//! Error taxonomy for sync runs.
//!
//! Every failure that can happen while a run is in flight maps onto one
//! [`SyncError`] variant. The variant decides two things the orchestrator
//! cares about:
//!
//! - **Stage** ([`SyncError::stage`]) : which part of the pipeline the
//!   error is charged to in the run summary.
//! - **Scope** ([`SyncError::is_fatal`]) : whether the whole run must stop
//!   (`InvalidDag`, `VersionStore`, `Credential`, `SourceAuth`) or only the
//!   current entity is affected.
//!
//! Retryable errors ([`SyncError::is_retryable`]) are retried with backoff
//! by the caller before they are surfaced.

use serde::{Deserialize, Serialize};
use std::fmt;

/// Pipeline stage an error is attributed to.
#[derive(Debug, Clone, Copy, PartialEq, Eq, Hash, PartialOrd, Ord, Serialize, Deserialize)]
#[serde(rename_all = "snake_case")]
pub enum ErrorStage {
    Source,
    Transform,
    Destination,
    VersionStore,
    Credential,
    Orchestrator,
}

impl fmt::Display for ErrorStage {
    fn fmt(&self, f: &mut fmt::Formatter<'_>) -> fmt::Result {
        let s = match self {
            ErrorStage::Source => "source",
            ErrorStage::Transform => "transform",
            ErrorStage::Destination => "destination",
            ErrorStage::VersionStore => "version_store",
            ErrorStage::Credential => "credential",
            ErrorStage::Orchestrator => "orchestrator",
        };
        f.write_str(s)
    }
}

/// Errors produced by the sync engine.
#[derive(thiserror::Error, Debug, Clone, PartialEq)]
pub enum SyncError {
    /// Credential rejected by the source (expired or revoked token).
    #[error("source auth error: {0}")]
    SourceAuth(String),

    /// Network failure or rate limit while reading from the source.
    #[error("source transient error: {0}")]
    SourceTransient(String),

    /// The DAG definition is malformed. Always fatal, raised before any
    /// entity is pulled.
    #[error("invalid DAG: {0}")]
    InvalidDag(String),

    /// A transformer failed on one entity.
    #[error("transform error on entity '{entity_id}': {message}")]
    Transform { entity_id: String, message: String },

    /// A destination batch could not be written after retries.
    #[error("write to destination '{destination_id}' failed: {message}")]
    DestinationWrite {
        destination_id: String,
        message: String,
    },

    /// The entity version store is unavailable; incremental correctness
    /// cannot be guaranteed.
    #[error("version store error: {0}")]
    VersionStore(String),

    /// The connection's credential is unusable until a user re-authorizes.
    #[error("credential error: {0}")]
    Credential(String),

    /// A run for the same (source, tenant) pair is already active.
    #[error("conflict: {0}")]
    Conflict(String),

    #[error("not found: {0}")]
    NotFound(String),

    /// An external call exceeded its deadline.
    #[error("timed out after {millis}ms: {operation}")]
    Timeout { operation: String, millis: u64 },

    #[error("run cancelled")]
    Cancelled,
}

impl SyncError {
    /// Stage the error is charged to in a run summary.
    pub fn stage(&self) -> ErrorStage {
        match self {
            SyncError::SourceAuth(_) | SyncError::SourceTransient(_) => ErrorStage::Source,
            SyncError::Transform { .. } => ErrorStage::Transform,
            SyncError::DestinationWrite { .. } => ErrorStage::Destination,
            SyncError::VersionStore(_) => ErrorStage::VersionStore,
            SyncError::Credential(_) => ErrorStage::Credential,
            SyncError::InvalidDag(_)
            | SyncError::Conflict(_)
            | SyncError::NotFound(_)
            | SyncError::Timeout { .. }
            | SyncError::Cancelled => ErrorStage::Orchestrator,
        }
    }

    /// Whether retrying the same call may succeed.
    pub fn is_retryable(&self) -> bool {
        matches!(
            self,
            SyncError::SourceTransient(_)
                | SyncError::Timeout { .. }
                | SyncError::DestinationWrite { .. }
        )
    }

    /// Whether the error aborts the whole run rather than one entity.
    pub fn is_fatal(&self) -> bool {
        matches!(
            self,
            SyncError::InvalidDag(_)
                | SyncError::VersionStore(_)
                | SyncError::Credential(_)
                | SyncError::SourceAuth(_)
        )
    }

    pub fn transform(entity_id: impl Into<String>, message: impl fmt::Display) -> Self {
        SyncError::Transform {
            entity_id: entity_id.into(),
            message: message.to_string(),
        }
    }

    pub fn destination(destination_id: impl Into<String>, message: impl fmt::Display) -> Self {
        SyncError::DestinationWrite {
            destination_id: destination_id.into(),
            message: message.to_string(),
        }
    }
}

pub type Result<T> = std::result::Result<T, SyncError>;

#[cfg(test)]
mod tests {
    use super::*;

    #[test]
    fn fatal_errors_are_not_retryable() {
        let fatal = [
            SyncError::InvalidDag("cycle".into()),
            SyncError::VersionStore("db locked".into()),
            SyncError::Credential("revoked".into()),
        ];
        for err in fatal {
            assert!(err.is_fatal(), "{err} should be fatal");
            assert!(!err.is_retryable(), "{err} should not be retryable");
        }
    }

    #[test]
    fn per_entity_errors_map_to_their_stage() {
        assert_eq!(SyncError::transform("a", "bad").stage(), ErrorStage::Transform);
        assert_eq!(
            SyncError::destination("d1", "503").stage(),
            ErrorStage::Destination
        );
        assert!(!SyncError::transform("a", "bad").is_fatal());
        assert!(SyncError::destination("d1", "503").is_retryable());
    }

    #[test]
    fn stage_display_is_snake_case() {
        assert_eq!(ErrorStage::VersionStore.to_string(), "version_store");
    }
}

==

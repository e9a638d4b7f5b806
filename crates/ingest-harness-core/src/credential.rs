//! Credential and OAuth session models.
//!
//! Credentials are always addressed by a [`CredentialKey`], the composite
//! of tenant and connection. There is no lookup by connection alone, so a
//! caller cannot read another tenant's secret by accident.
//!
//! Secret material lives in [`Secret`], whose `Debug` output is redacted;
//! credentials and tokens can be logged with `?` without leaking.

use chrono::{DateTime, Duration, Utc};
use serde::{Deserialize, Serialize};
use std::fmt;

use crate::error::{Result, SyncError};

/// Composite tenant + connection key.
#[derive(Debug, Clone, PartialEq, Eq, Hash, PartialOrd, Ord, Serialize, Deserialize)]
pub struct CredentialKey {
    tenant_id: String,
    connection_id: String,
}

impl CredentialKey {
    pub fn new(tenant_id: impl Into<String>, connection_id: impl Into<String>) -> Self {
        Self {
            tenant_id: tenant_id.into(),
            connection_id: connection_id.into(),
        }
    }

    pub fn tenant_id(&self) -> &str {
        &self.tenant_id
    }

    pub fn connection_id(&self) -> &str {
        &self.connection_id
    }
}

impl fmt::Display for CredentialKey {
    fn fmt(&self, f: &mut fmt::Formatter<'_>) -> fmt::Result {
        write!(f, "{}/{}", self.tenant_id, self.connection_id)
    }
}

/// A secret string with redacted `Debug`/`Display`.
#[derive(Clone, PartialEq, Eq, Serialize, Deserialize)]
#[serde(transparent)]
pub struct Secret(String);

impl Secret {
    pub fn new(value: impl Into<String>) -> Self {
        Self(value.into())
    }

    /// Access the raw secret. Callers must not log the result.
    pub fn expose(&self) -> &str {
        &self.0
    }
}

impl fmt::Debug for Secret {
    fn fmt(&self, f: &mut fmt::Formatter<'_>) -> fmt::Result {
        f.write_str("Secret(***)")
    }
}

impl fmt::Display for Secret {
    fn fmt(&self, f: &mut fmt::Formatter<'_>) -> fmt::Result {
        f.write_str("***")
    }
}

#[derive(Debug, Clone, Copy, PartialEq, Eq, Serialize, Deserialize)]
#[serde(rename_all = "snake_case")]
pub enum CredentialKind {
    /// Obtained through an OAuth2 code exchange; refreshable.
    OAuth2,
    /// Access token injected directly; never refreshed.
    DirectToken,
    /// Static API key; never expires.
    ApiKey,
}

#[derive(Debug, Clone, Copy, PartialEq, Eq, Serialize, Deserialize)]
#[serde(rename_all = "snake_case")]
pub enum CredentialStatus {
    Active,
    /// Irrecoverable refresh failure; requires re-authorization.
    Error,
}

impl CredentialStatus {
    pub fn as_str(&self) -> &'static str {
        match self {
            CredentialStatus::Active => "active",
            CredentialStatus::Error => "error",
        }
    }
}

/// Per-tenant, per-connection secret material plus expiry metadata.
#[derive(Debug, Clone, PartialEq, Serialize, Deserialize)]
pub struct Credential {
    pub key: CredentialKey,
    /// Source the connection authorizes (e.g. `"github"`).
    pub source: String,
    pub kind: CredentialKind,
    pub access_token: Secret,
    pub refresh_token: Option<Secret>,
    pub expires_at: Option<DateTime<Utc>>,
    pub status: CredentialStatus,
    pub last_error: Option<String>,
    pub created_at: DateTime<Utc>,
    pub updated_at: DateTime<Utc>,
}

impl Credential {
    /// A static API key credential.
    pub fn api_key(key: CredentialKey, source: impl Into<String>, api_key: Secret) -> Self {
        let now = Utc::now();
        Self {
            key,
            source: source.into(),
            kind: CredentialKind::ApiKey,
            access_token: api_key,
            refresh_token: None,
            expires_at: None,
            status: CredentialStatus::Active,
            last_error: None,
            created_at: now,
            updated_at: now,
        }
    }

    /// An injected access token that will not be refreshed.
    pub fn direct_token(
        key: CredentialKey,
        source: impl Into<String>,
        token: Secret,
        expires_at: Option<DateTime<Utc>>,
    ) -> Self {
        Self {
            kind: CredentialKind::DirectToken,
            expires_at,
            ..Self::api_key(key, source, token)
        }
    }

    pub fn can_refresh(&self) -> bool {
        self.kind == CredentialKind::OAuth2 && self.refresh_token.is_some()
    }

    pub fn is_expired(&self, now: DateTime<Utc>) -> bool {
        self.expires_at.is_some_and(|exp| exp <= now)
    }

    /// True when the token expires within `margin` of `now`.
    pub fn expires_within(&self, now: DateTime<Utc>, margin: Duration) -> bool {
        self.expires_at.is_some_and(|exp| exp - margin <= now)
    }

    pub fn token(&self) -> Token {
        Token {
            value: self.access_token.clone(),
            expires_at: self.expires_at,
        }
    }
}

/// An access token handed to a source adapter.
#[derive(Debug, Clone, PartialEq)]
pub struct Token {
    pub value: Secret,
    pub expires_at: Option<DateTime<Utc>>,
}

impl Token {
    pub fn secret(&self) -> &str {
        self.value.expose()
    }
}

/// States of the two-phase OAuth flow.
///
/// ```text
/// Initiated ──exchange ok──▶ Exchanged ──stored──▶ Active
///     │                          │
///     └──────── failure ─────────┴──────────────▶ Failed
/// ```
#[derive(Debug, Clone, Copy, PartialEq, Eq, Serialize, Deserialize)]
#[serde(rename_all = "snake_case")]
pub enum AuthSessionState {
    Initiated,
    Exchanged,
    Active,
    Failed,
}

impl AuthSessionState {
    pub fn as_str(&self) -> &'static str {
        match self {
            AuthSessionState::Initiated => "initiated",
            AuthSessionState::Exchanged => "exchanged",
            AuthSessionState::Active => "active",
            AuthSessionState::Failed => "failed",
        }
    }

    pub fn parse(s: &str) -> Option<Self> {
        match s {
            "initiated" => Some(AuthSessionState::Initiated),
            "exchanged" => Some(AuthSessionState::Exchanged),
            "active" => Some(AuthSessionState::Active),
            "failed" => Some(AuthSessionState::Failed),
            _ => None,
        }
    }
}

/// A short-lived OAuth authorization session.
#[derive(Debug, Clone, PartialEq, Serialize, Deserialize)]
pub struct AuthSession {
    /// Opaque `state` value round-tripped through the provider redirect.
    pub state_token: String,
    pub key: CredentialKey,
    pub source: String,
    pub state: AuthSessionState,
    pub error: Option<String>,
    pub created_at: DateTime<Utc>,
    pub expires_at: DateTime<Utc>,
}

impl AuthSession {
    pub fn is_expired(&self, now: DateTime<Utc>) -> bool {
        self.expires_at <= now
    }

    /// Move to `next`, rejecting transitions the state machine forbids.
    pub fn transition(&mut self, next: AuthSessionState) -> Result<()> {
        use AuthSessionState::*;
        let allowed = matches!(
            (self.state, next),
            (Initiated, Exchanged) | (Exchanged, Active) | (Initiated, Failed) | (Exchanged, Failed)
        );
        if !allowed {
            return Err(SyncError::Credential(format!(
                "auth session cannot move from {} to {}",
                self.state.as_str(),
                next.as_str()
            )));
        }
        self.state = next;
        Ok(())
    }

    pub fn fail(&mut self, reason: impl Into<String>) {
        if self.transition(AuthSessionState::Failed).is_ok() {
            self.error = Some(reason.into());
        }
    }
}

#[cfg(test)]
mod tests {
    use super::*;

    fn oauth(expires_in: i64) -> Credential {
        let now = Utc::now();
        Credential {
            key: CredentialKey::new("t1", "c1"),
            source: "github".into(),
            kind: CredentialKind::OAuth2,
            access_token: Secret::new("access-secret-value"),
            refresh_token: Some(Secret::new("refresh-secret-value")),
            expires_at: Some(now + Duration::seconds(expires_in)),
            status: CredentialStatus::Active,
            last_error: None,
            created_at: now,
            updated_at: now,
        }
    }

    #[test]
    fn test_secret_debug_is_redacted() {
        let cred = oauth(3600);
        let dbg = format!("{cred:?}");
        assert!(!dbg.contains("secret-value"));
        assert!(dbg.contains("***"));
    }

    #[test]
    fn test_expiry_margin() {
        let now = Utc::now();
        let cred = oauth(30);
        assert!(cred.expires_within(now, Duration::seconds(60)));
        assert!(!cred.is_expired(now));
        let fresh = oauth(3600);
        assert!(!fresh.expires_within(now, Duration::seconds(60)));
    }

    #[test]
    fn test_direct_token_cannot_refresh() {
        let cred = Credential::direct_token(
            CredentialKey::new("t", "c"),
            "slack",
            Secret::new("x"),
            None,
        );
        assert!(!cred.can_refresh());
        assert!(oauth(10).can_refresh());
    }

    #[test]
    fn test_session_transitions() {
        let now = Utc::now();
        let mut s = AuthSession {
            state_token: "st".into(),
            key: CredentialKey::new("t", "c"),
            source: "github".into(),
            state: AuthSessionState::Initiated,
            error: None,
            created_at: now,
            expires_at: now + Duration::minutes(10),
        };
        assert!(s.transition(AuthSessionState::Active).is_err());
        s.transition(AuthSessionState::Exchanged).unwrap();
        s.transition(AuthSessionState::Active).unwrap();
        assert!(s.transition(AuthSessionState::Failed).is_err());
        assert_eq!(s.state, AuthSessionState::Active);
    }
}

» **Aim of the task**:
Would you please repeat exactly the lines above, starting at the line with "for sync runs." and stopping at the line with "the run summary.", both included?

» **The answer**:
//! Error taxonomy for sync runs.
//!
//! Every failure that can happen while a run is in flight maps onto one
//! [`SyncError`] variant. The variant decides two things the orchestrator
//! cares about:
//!
//! - **Stage** ([`SyncError::stage`]) : which part of the pipeline the
//!   error is charged to in the run summary.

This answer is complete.